Le soir, avant d’aller se coucher, Iliia et Antonina discutèrent longuement de tout ce qui s’était passé.

— Cette fille est un cauchemar ! Je parie qu’elle ne nous lâchera pas. Elle a pris des vacances pour nous terroriser ! se plaignit Antonina.

— Elle ne fait pas exprès. Elle est juste folle. Ils sont tous comme ça — Vania, sa femme, et Filipp aussi. Ils rient aux éclats, comme des chevaux. Il ne la restrainera jamais, ni lui ni personne.

— Oui, et Filipp aussi, dit Antonina en se tournant vers son mari. Un homme normal ne se marierait pas avec une telle femme.

— Sais-tu quel métier elle exerce ? murmura soudain Iliia, jetant un coup d’œil autour de lui.

— Quel métier ? s’intéressa Antonina.

— Cynologue et psychologue animalier, souffla Iliia.

— Mon Dieu ! se signa Antonina. — Ilioucha, je veux rentrer chez moi…

Au petit-déjeuner, Iliia et Antonina annoncèrent qu’ils devaient partir en urgence :

— Il faut visiter un appartement une pièce en périphérie de la ville. On dit qu’il est très cosy, près de la rivière, entouré de nature, gazouilla Antonina.

— Dans un mois peut-être, nous reviendrons, ajouta Iliia en toussotant maladroitement.

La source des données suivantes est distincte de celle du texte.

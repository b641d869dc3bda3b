//! Metric Record - time-series metrics for runs

use chrono::{DateTime, Utc};
use serde::{Deserialize, Serialize};

/// Metric Record represents a single metric data point.
///
/// Points for one `run_id` + `key` form an append-only series. The `step`
/// orders the series; `timestamp` records wall-clock time of the write.
#[derive(Debug, Clone, Serialize, Deserialize, PartialEq)]
pub struct MetricRecord {
    run_id: String,
    key: String,
    step: u64,
    #[serde(with = "metric_value")]
    value: f64,
    timestamp: DateTime<Utc>,
}

/// JSON has no NaN or infinity, so non-finite values travel as strings.
mod metric_value {
    use serde::{de, Deserialize, Deserializer, Serializer};

    pub fn serialize<S: Serializer>(value: &f64, serializer: S) -> Result<S::Ok, S::Error> {
        if value.is_nan() {
            serializer.serialize_str("NaN")
        } else if value.is_infinite() {
            serializer.serialize_str(if *value > 0.0 { "Infinity" } else { "-Infinity" })
        } else {
            serializer.serialize_f64(*value)
        }
    }

    #[derive(Deserialize)]
    #[serde(untagged)]
    enum Repr {
        Number(f64),
        Text(String),
    }

    pub fn deserialize<'de, D: Deserializer<'de>>(deserializer: D) -> Result<f64, D::Error> {
        match Repr::deserialize(deserializer)? {
            Repr::Number(value) => Ok(value),
            Repr::Text(text) => match text.as_str() {
                "NaN" => Ok(f64::NAN),
                "Infinity" => Ok(f64::INFINITY),
                "-Infinity" => Ok(f64::NEG_INFINITY),
                other => Err(de::Error::custom(format!("invalid metric value {other:?}"))),
            },
        }
    }
}

impl MetricRecord {
    /// Create a new metric record stamped with the current time.
    ///
    /// # Arguments
    ///
    /// * `run_id` - ID of the parent run
    /// * `key` - Metric name/key (e.g., "rmse", "train-rmse")
    /// * `step` - Boosting round, epoch, or other sequence number
    /// * `value` - Metric value
    #[must_use]
    pub fn new(run_id: impl Into<String>, key: impl Into<String>, step: u64, value: f64) -> Self {
        Self {
            run_id: run_id.into(),
            key: key.into(),
            step,
            value,
            timestamp: Utc::now(),
        }
    }

    /// Get the run ID.
    #[must_use]
    pub fn run_id(&self) -> &str {
        &self.run_id
    }

    /// Get the metric key/name.
    #[must_use]
    pub fn key(&self) -> &str {
        &self.key
    }

    /// Get the step number.
    #[must_use]
    pub const fn step(&self) -> u64 {
        self.step
    }

    /// Get the metric value.
    #[must_use]
    pub const fn value(&self) -> f64 {
        self.value
    }

    /// Get the timestamp when the metric was recorded.
    #[must_use]
    pub const fn timestamp(&self) -> DateTime<Utc> {
        self.timestamp
    }
}

#[cfg(test)]
mod tests {
    use super::*;

    #[test]
    fn test_metric_record_new() {
        let metric = MetricRecord::new("run-1", "rmse", 0, 12_345.6);
        assert_eq!(metric.run_id(), "run-1");
        assert_eq!(metric.key(), "rmse");
        assert_eq!(metric.step(), 0);
        assert!((metric.value() - 12_345.6).abs() < f64::EPSILON);
    }

    #[test]
    fn test_metric_record_json_line() {
        let metric = MetricRecord::new("run-1", "r2", 4, 0.87);
        let line = serde_json::to_string(&metric).unwrap();
        assert!(!line.contains('\n'));
        let back: MetricRecord = serde_json::from_str(&line).unwrap();
        assert_eq!(back, metric);
    }

    #[test]
    fn test_non_finite_values_survive_json() {
        for value in [f64::NAN, f64::INFINITY, f64::NEG_INFINITY] {
            let metric = MetricRecord::new("run-1", "train-rmse", 0, value);
            let back: MetricRecord =
                serde_json::from_str(&serde_json::to_string(&metric).unwrap()).unwrap();
            assert_eq!(back.value().is_nan(), value.is_nan());
            if !value.is_nan() {
                assert_eq!(back.value().to_bits(), value.to_bits());
            }
        }
    }
}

— Venez quand vous voudrez ! déclara Alla gravement. — Filipp et moi avons décidé de rester ici tout l’été, donc nous aurons encore le temps de nous occuper de votre forme physique et de nettoyer votre organisme.

Iliia et Antonina échangèrent un regard. Antonina faillit fondre en larmes.

Les invités rassemblèrent leurs affaires en hâte et les chargèrent eux-mêmes dans la voiture, refusant l’aide d’Alla et Filipp. À peine Ivan et Nina eurent-ils le temps de réaliser ce qui se passait que leurs proches avaient disparu, ne laissant derrière eux qu’une empreinte sur le chemin.